Don’t underestimate the significance of location scouting.
If you get the location right, chances are you’ve done about 80 percent of the job. Be actively on the look out for potential places that may come in handy for your future shoots. Use Google Maps to bookmark your favorite locations.
Position faces slightly above the center.
Leave less headroom above your subject. Take the shots below for example.
The subject looks much more natural and less awkward if it appears slightly above the center of the screen.
Get rid of distracting objects.
You don’t want the background objects looming around the subject. By positioning the subject away from the distracting objects, you can better capture your audiences’ attention.
Use proper frame rate.
FPS stands for frame per second. Most movies use 24fps while news, sports and reality TV shows are shot in 30ps. You want to keep your frame rate at 24fps as a minimum. You can go up to 30fps for slightly more smooth footage. However, keep in mind the higher frame rate comes with the size increase.
How about the high-frame rates, i.e., 60fps and higher? There’s one key reason you may want to use high-frame rates. The higher the frame rate, the more room for you to play with slow-mo while keeping the footage relatively smooth.
Exposure, Dynamic Range and ISO
Exposure: Getting good exposure means basically how bright the image is. Your subject should always have a good exposure, i.e. it should be well-lit.
Dynamic Range: The wider the dynamic range, the further the camera can retain information.
ISO: The more natural light you have, the lower ISO you will need. You always want the ISO to be as low as possible by taking advantage of the natural light. In places where there is insufficient natural light / artificial lighting, you may need to crank up the ISO to compensate for additional light. As the ISO increases, expect more noise and grain in your footage.
The optical zoom is achieved by using your camera’s lens. The digital zoom, on the other hand, is achieved by cropping and enlarging the image once it has been captured by the digital camera’s sensor.
If it’s the digital zoom, try not to use it. If it’s the optical zoom, knock yourself out.
4 types of stabilization (best to worst)
- Optical Image Stabilization / Lens Image Stabilization
- In Body Image Stabilization (IBIS)
- Digital Image Stabilization / Electronic Image Stabilization
Always look out for ‘close-up’ opportunities.
Starting the car, taking off the glasses and picking up the cup are all opportunities for ‘close-up’ shots.
Audio is as important as video, if not more.
Use a dedicated mic. Period. Full Stop. End of story.
The last thing you want in your videos is the muffled sound with a lot of background noises. There are three types of mic you should know (1) lavalier / lapel (2) shotgun (3) USB. Each serves a different purpose and chances are high that you will need all three of them.

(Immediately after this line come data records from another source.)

//! Integration tests for record operations against an in-memory vault.
//!
//! `MemoryVault` implements `CommandRunner` by interpreting the argument
//! vectors the client builds, so these tests cover the full path from a
//! record through the codec and command builder and back.

use std::cell::{Cell, RefCell};
use std::collections::BTreeMap;

use base64::{engine::general_purpose::URL_SAFE_NO_PAD, Engine as _};
use op_bridge::category::Category;
use op_bridge::codec::FieldConfig;
use op_bridge::document::{self, DocumentConfig};
use op_bridge::error::CommandFailure;
use op_bridge::identity::{self, IdentityConfig};
use op_bridge::models::{Details, DocumentAttributes, Item, Vault};
use op_bridge::{CommandRunner, OpClient, OpCommand, OpError, Result};
use serde_json::json;

// ─── In-memory vault ────────────────────────────────────────────────

#[derive(Default)]
struct MemoryVault {
    items: RefCell<BTreeMap<String, Item>>,
    documents: RefCell<BTreeMap<String, Vec<u8>>>,
    vaults: RefCell<BTreeMap<String, Vault>>,
    next_id: Cell<u32>,
    calls: Cell<usize>,
}

fn flag(operands: &[&str], name: &str) -> Option<String> {
    let prefix = format!("--{}=", name);
    operands
        .iter()
        .find_map(|arg| arg.strip_prefix(prefix.as_str()))
        .map(str::to_string)
}

fn tags(operands: &[&str]) -> Vec<String> {
    flag(operands, "tags")
        .map(|t| t.split(',').map(str::to_string).collect())
        .unwrap_or_default()
}

fn not_found(id: &str) -> OpError {
    CommandFailure {
        exit_code: Some(1),
        output: format!("[ERROR] \"{}\" isn't an item in any vault.", id),
        command: format!("get item {}", id),
    }
    .into()
}

fn resource_not_found() -> OpError {
    CommandFailure {
        exit_code: Some(4),
        output: "The requested resource was not found".to_string(),
        command: "get".to_string(),
    }
    .into()
}

impl MemoryVault {
    fn new_id(&self, prefix: &str) -> String {
        let id = self.next_id.get() + 1;
        self.next_id.set(id);
        format!("{}-{}", prefix, id)
    }

    fn insert(&self, item: Item) {
        self.items.borrow_mut().insert(item.uuid.clone(), item);
    }
}

impl CommandRunner for MemoryVault {
    fn run(&self, command: &OpCommand, stdin: Option<&[u8]>) -> Result<Vec<u8>> {
        self.calls.set(self.calls.get() + 1);
        let args = command.to_args();
        let args: Vec<&str> = args.iter().map(String::as_str).collect();
        let operands = &args[2..];

        match (args[0], args[1]) {
            ("get", "item") => {
                let items = self.items.borrow();
                let item = items
                    .get(operands[0])
                    .filter(|item| flag(operands, "vault").map_or(true, |v| v == item.vault))
                    .ok_or_else(|| not_found(operands[0]))?;
                Ok(serde_json::to_vec(item).unwrap())
            }
            ("create", "item") => {
                let category: Category = operands[0].parse().unwrap();
                let details: Details =
                    serde_json::from_slice(&URL_SAFE_NO_PAD.decode(operands[1]).unwrap()).unwrap();
                let mut item = Item {
                    uuid: self.new_id("item"),
                    template: category.template().to_string(),
                    vault: flag(operands, "vault").unwrap_or_default(),
                    details,
                    ..Item::default()
                };
                item.overview.title = flag(operands, "title").unwrap_or_default();
                item.overview.url = flag(operands, "url").unwrap_or_default();
                item.overview.tags = tags(operands);
                let id = item.uuid.clone();
                self.insert(item);
                Ok(serde_json::to_vec(&json!({"uuid": id})).unwrap())
            }
            ("create", "document") => {
                assert_eq!(operands[0], "-");
                let mut item = Item {
                    uuid: self.new_id("doc"),
                    template: Category::Document.template().to_string(),
                    vault: flag(operands, "vault").unwrap_or_default(),
                    ..Item::default()
                };
                item.overview.title = flag(operands, "title").unwrap_or_default();
                item.overview.tags = tags(operands);
                item.details.document_attributes = Some(DocumentAttributes {
                    file_name: flag(operands, "filename").unwrap_or_default(),
                });
                let id = item.uuid.clone();
                self.documents
                    .borrow_mut()
                    .insert(id.clone(), stdin.unwrap_or_default().to_vec());
                self.insert(item);
                Ok(serde_json::to_vec(&json!({"uuid": id})).unwrap())
            }
            ("get", "document") => self
                .documents
                .borrow()
                .get(operands[0])
                .cloned()
                .ok_or_else(resource_not_found),
            ("delete", "item") => {
                self.documents.borrow_mut().remove(operands[0]);
                self.items
                    .borrow_mut()
                    .remove(operands[0])
                    .map(|_| Vec::new())
                    .ok_or_else(|| not_found(operands[0]))
            }
            ("get", "vault") => self
                .vaults
                .borrow()
                .get(operands[0])
                .map(|vault| serde_json::to_vec(vault).unwrap())
                .ok_or_else(resource_not_found),
            ("create", "vault") => {
                let vault = Vault {
                    uuid: self.new_id("vault"),
                    name: operands[0].to_string(),
                };
                self.vaults
                    .borrow_mut()
                    .insert(vault.uuid.clone(), vault.clone());
                Ok(serde_json::to_vec(&vault).unwrap())
            }
            ("delete", "vault") => self
                .vaults
                .borrow_mut()
                .remove(operands[0])
                .map(|_| Vec::new())
                .ok_or_else(resource_not_found),
            other => panic!("unexpected command: {:?}", other),
        }
    }
}

fn ada() -> IdentityConfig {
    let mut config = IdentityConfig {
        name: "Ada Lovelace".to_string(),
        tags: vec!["people".to_string(), "math".to_string()],
        vault: "Private".to_string(),
        notes: "Wrote the first published algorithm.".to_string(),
        ..IdentityConfig::default()
    };
    config.identification.firstname = "Ada".to_string();
    config.identification.lastname = "Lovelace".to_string();
    config.identification.sex = "female".to_string();
    config.identification.field =
        vec![FieldConfig::new("nickname", "string", json!("Enchantress of Numbers")).unwrap()];
    config.address.address.city = "London".to_string();
    config.address.cell_phone = "+44 20 0000 0000".to_string();
    config.internet.email = "ada@example.org".to_string();
    config
}

// ─── Identity ───────────────────────────────────────────────────────

#[test]
fn test_identity_round_trip() {
    let client = OpClient::new(MemoryVault::default());
    let config = ada();

    let created = identity::create_identity(&client, &config).unwrap();
    assert!(!created.id.is_empty());
    assert_eq!(created.record, config);

    let read = identity::read_identity(&client, &created.id, Some("Private"))
        .unwrap()
        .unwrap();
    assert_eq!(read, created);
}

#[test]
fn test_identity_in_other_vault_is_absent() {
    let client = OpClient::new(MemoryVault::default());
    let created = identity::create_identity(&client, &ada()).unwrap();
    assert!(identity::read_identity(&client, &created.id, Some("Shared"))
        .unwrap()
        .is_none());
}

#[test]
fn test_invalid_email_never_reaches_the_vault() {
    let client = OpClient::new(MemoryVault::default());
    let mut config = ada();
    config.internet.email = "ada at example.org".to_string();

    let err = identity::create_identity(&client, &config).unwrap_err();
    assert!(matches!(err, OpError::InvalidEmail(_)));
    assert_eq!(client.runner().calls.get(), 0);
}

#[test]
fn test_unknown_template_never_reaches_the_vault() {
    let client = OpClient::new(MemoryVault::default());
    let mut item = Item {
        template: "999".to_string(),
        ..Item::default()
    };
    let err = client.create_item(&mut item).unwrap_err();
    assert_eq!(err.to_string(), "unknown template id 999");
    assert_eq!(client.runner().calls.get(), 0);
}

// ─── Document ───────────────────────────────────────────────────────

#[test]
fn test_document_round_trip_binary() {
    let client = OpClient::new(MemoryVault::default());
    let bytes = [0x89u8, b'P', b'N', b'G', 0x00, 0xff];
    let config = DocumentConfig {
        name: "Logo".to_string(),
        tags: vec!["brand".to_string()],
        filename: "logo.png".to_string(),
        content_base64: Some(base64::engine::general_purpose::STANDARD.encode(bytes)),
        ..DocumentConfig::default()
    };

    let state = document::create_document(&client, &config).unwrap();
    assert_eq!(state.name, "Logo");
    assert_eq!(state.filename, "logo.png");
    assert_eq!(state.tags, vec!["brand"]);
    assert_eq!(state.content_base64, config.content_base64.clone().unwrap());
    assert_eq!(state.content, String::from_utf8_lossy(&bytes));
    assert!(!state.archived);
}

#[test]
fn test_document_round_trip_text() {
    let client = OpClient::new(MemoryVault::default());
    let config = DocumentConfig {
        name: "Runbook".to_string(),
        filename: "runbook.md".to_string(),
        content: Some("# Restart\n\nsystemctl restart app\n".to_string()),
        ..DocumentConfig::default()
    };

    let created = document::create_document(&client, &config).unwrap();
    let read = document::read_document(&client, &created.id, None)
        .unwrap()
        .unwrap();
    assert_eq!(read, created);
    assert_eq!(read.content, "# Restart\n\nsystemctl restart app\n");
}

#[test]
fn test_wrong_category_is_hard_error() {
    let client = OpClient::new(MemoryVault::default());
    let doc = document::create_document(
        &client,
        &DocumentConfig {
            name: "Note".to_string(),
            filename: "note.txt".to_string(),
            content: Some("hi".to_string()),
            ..DocumentConfig::default()
        },
    )
    .unwrap();

    let err = identity::read_identity(&client, &doc.id, None).unwrap_err();
    assert_eq!(err.to_string(), "item is not from Identity (found Document)");
}

// ─── Delete and vaults ──────────────────────────────────────────────

#[test]
fn test_delete_is_idempotent() {
    let client = OpClient::new(MemoryVault::default());
    let created = identity::create_identity(&client, &ada()).unwrap();

    client.delete_item(&created.id).unwrap();
    assert!(client.read_item(&created.id, None).unwrap().is_none());
    client.delete_item(&created.id).unwrap();
}

#[test]
fn test_vault_lifecycle() {
    let client = OpClient::new(MemoryVault::default());
    let vault = client.create_vault("Ops").unwrap();
    assert_eq!(vault.name, "Ops");
    assert_eq!(client.read_vault(&vault.uuid).unwrap(), Some(vault.clone()));

    client.delete_vault(&vault.uuid).unwrap();
    assert_eq!(client.read_vault(&vault.uuid).unwrap(), None);
    client.delete_vault(&vault.uuid).unwrap();
}
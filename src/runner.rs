//! Invocation of the vault CLI.
//!
//! Operations describe what to run as an [`OpCommand`] (verb, resource noun,
//! positional arguments and `--flag=value` options) and hand it to a
//! [`CommandRunner`]. [`OpCli`] is the production runner: it spawns the
//! binary once per call, optionally feeds bytes on stdin, and turns a
//! nonzero exit into a [`CommandFailure`].
//!
//! Arguments added with [`OpCommand::secret`] or [`OpCommand::secret_flag`]
//! are passed to the process but never rendered in logs or errors.

use std::fmt;
use std::io::Write;
use std::path::{Path, PathBuf};
use std::process::{Command, Stdio};
use std::thread;

use tracing::{debug, warn};

use crate::config::CliConfig;
use crate::error::{CommandFailure, OpError, Result};

/// Placeholder argument telling the CLI to read the payload from stdin.
pub const STDIN: &str = "-";

const REDACTED: &str = "<redacted>";

#[derive(Debug, Clone, Copy, PartialEq, Eq)]
pub enum Verb {
    Get,
    Create,
    Delete,
}

impl Verb {
    pub fn as_str(self) -> &'static str {
        match self {
            Verb::Get => "get",
            Verb::Create => "create",
            Verb::Delete => "delete",
        }
    }
}

#[derive(Debug, Clone, Copy, PartialEq, Eq)]
pub enum Resource {
    Item,
    Document,
    Vault,
}

impl Resource {
    pub fn as_str(self) -> &'static str {
        match self {
            Resource::Item => "item",
            Resource::Document => "document",
            Resource::Vault => "vault",
        }
    }
}

#[derive(Debug, Clone, PartialEq, Eq)]
struct Arg {
    value: String,
    secret: bool,
}

/// Argument vector for one CLI call: `<verb> <resource> [args...] [--flags...]`.
#[derive(Debug, Clone, PartialEq, Eq)]
pub struct OpCommand {
    verb: Verb,
    resource: Resource,
    args: Vec<Arg>,
}

impl OpCommand {
    pub fn new(verb: Verb, resource: Resource) -> Self {
        Self {
            verb,
            resource,
            args: Vec::new(),
        }
    }

    pub fn arg(mut self, value: impl Into<String>) -> Self {
        self.args.push(Arg {
            value: value.into(),
            secret: false,
        });
        self
    }

    /// Positional argument whose value must not appear in logs or errors.
    pub fn secret(mut self, value: impl Into<String>) -> Self {
        self.args.push(Arg {
            value: value.into(),
            secret: true,
        });
        self
    }

    /// `--name=value`, always emitted.
    pub fn flag(self, name: &str, value: &str) -> Self {
        self.arg(format!("--{}={}", name, value))
    }

    /// `--name=value`, skipped when `value` is empty.
    pub fn flag_if_set(self, name: &str, value: &str) -> Self {
        if value.is_empty() {
            self
        } else {
            self.flag(name, value)
        }
    }

    pub fn secret_flag(self, name: &str, value: &str) -> Self {
        self.secret(format!("--{}={}", name, value))
    }

    pub fn verb(&self) -> Verb {
        self.verb
    }

    pub fn resource(&self) -> Resource {
        self.resource
    }

    /// Everything after the verb and resource noun, secrets included.
    pub fn operands(&self) -> impl Iterator<Item = &str> {
        self.args.iter().map(|a| a.value.as_str())
    }

    /// Full argument vector as passed to the process.
    pub fn to_args(&self) -> Vec<String> {
        [self.verb.as_str(), self.resource.as_str()]
            .into_iter()
            .chain(self.operands())
            .map(str::to_string)
            .collect()
    }
}

/// Renders the argument vector with secret values replaced.
impl fmt::Display for OpCommand {
    fn fmt(&self, f: &mut fmt::Formatter<'_>) -> fmt::Result {
        write!(f, "{} {}", self.verb.as_str(), self.resource.as_str())?;
        for arg in &self.args {
            if !arg.secret {
                write!(f, " {}", arg.value)?;
            } else if let (true, Some((name, _))) =
                (arg.value.starts_with("--"), arg.value.split_once('='))
            {
                write!(f, " {}={}", name, REDACTED)?;
            } else {
                write!(f, " {}", REDACTED)?;
            }
        }
        Ok(())
    }
}

/// Executes vault CLI commands.
///
/// Returns the command's stdout on success. A nonzero exit is reported as
/// [`OpError::Command`]; callers decide whether it is a soft miss via
/// [`CommandFailure::is_not_found`].
pub trait CommandRunner {
    fn run(&self, command: &OpCommand, stdin: Option<&[u8]>) -> Result<Vec<u8>>;
}

impl<R: CommandRunner + ?Sized> CommandRunner for &R {
    fn run(&self, command: &OpCommand, stdin: Option<&[u8]>) -> Result<Vec<u8>> {
        (**self).run(command, stdin)
    }
}

/// Runs the real `op` binary as a subprocess.
#[derive(Debug, Clone)]
pub struct OpCli {
    binary: PathBuf,
    session: Option<String>,
}

impl OpCli {
    pub fn new(binary: impl Into<PathBuf>) -> Self {
        Self {
            binary: binary.into(),
            session: None,
        }
    }

    /// Session token passed as `--session=<token>` on every call.
    pub fn with_session(mut self, token: impl Into<String>) -> Self {
        let token = token.into();
        self.session = (!token.is_empty()).then_some(token);
        self
    }

    pub fn from_config(config: &CliConfig) -> Self {
        let cli = Self::new(&config.binary);
        match config.session_token() {
            Some(token) => cli.with_session(token),
            None => cli,
        }
    }

    pub fn binary(&self) -> &Path {
        &self.binary
    }

    fn binary_label(&self) -> String {
        self.binary.display().to_string()
    }
}

impl CommandRunner for OpCli {
    fn run(&self, command: &OpCommand, stdin: Option<&[u8]>) -> Result<Vec<u8>> {
        let command = match &self.session {
            Some(token) => command.clone().secret_flag("session", token),
            None => command.clone(),
        };
        let rendered = format!("{} {}", self.binary_label(), command);
        debug!(command = %rendered, stdin_bytes = ?stdin.map(<[u8]>::len), "running vault CLI");

        let mut child = Command::new(&self.binary)
            .args(command.to_args())
            .stdin(if stdin.is_some() {
                Stdio::piped()
            } else {
                Stdio::null()
            })
            .stdout(Stdio::piped())
            .stderr(Stdio::piped())
            .spawn()
            .map_err(|source| OpError::Spawn {
                binary: self.binary_label(),
                source,
            })?;

        // stdin is written on its own thread while stdout/stderr drain here.
        let writer = match (stdin, child.stdin.take()) {
            (Some(bytes), Some(mut pipe)) => {
                let bytes = bytes.to_vec();
                Some(thread::spawn(move || pipe.write_all(&bytes)))
            }
            _ => None,
        };

        let output = child.wait_with_output().map_err(|source| OpError::Pipe {
            binary: self.binary_label(),
            source,
        })?;
        let written = writer.map(|handle| {
            handle
                .join()
                .unwrap_or_else(|_| Err(std::io::Error::other("stdin writer panicked")))
        });

        debug!(exit_code = ?output.status.code(), stdout_bytes = output.stdout.len(), "vault CLI finished");

        if !output.status.success() {
            let mut text = String::from_utf8_lossy(&output.stderr).into_owned();
            text.push_str(&String::from_utf8_lossy(&output.stdout));
            return Err(CommandFailure {
                exit_code: output.status.code(),
                output: text,
                command: rendered,
            }
            .into());
        }

        // Exit status decides the outcome once the process has exited.
        if let Some(Err(error)) = written {
            warn!(command = %rendered, error = %error, "stdin write failed after a successful command");
        }

        Ok(output.stdout)
    }
}
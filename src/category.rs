//! Item categories and the vault's numeric template identifiers.
//!
//! Both lookup directions are built from the single [`CATEGORY_TEMPLATES`]
//! list, so `template_to_category(category_to_template(c)) == c` holds for
//! every known category.

use std::collections::HashMap;
use std::fmt;
use std::str::FromStr;

use once_cell::sync::Lazy;
use serde::{Deserialize, Serialize};

/// Template identifier sent for [`Category::Unknown`].
pub const UNKNOWN_TEMPLATE: &str = "000";

#[derive(Debug, Clone, Copy, PartialEq, Eq, Hash, Serialize, Deserialize)]
pub enum Category {
    Login,
    Identity,
    Database,
    Membership,
    #[serde(rename = "Wireless Router")]
    WirelessRouter,
    #[serde(rename = "Secure Note")]
    SecureNote,
    #[serde(rename = "Software License")]
    SoftwareLicense,
    #[serde(rename = "Credit Card")]
    CreditCard,
    #[serde(rename = "Driver License")]
    DriverLicense,
    #[serde(rename = "Outdoor License")]
    OutdoorLicense,
    Passport,
    #[serde(rename = "Email Account")]
    EmailAccount,
    Password,
    #[serde(rename = "Reward Program")]
    RewardProgram,
    #[serde(rename = "Social Security Number")]
    SocialSecurityNumber,
    #[serde(rename = "Bank Account")]
    BankAccount,
    Document,
    Server,
    #[serde(rename = "UNKNOWN")]
    Unknown,
}

pub const CATEGORY_TEMPLATES: [(Category, &str); 18] = [
    (Category::Login, "001"),
    (Category::CreditCard, "002"),
    (Category::SecureNote, "003"),
    (Category::Identity, "004"),
    (Category::Password, "005"),
    (Category::Document, "006"),
    (Category::Server, "010"),
    (Category::SoftwareLicense, "100"),
    (Category::BankAccount, "101"),
    (Category::Database, "102"),
    (Category::DriverLicense, "103"),
    (Category::OutdoorLicense, "104"),
    (Category::Membership, "105"),
    (Category::Passport, "106"),
    (Category::RewardProgram, "107"),
    (Category::SocialSecurityNumber, "108"),
    (Category::WirelessRouter, "109"),
    (Category::EmailAccount, "111"),
];

static BY_CATEGORY: Lazy<HashMap<Category, &'static str>> =
    Lazy::new(|| CATEGORY_TEMPLATES.iter().copied().collect());

static BY_TEMPLATE: Lazy<HashMap<&'static str, Category>> = Lazy::new(|| {
    CATEGORY_TEMPLATES
        .iter()
        .map(|&(category, template)| (template, category))
        .collect()
});

/// Template identifier for a category; `"000"` for [`Category::Unknown`].
///
/// Only meaningful when building requests. Responses are interpreted with
/// [`template_to_category`].
pub fn category_to_template(category: Category) -> &'static str {
    BY_CATEGORY
        .get(&category)
        .copied()
        .unwrap_or(UNKNOWN_TEMPLATE)
}

/// Category for a template identifier; [`Category::Unknown`] when unrecognised.
pub fn template_to_category(template: &str) -> Category {
    BY_TEMPLATE
        .get(template)
        .copied()
        .unwrap_or(Category::Unknown)
}

impl Category {
    /// Every known category, in template order.
    pub fn all() -> impl Iterator<Item = Category> {
        CATEGORY_TEMPLATES.iter().map(|&(category, _)| category)
    }

    /// Human-readable name, as the CLI expects it in `create item <category>`.
    pub fn name(self) -> &'static str {
        match self {
            Category::Login => "Login",
            Category::Identity => "Identity",
            Category::Database => "Database",
            Category::Membership => "Membership",
            Category::WirelessRouter => "Wireless Router",
            Category::SecureNote => "Secure Note",
            Category::SoftwareLicense => "Software License",
            Category::CreditCard => "Credit Card",
            Category::DriverLicense => "Driver License",
            Category::OutdoorLicense => "Outdoor License",
            Category::Passport => "Passport",
            Category::EmailAccount => "Email Account",
            Category::Password => "Password",
            Category::RewardProgram => "Reward Program",
            Category::SocialSecurityNumber => "Social Security Number",
            Category::BankAccount => "Bank Account",
            Category::Document => "Document",
            Category::Server => "Server",
            Category::Unknown => "UNKNOWN",
        }
    }

    pub fn template(self) -> &'static str {
        category_to_template(self)
    }
}

impl fmt::Display for Category {
    fn fmt(&self, f: &mut fmt::Formatter<'_>) -> fmt::Result {
        f.write_str(self.name())
    }
}

impl FromStr for Category {
    type Err = String;

    /// Case-insensitive lookup by name or template identifier.
    fn from_str(s: &str) -> Result<Self, Self::Err> {
        let wanted = s.trim();
        Category::all()
            .find(|c| c.name().eq_ignore_ascii_case(wanted) || c.template() == wanted)
            .ok_or_else(|| format!("unknown category: '{}'", s))
    }
}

Save the best for the first.
To create vidoes that generate interest and buzz, forget about the advice – “save the best for the last”. When it comes to video marketing, you always want the hook at the beginning of the video. The more your audience are hooked, the more likely they’re to continue watching. And the more they do so, the more likely it is to reach to more audience. This is because social network algorithms recommend content that are proven to invoke interest from users.
Emotion over logic
Rather than throwing your audience with facts and figures, you want them to feel something – whether it be a rush of joy, a heap of fun or a certain epiphany. Remember, people will forget what you said or did, but they’ll never forget how you made them feel. So, make sure your video push at least one emotional hot button.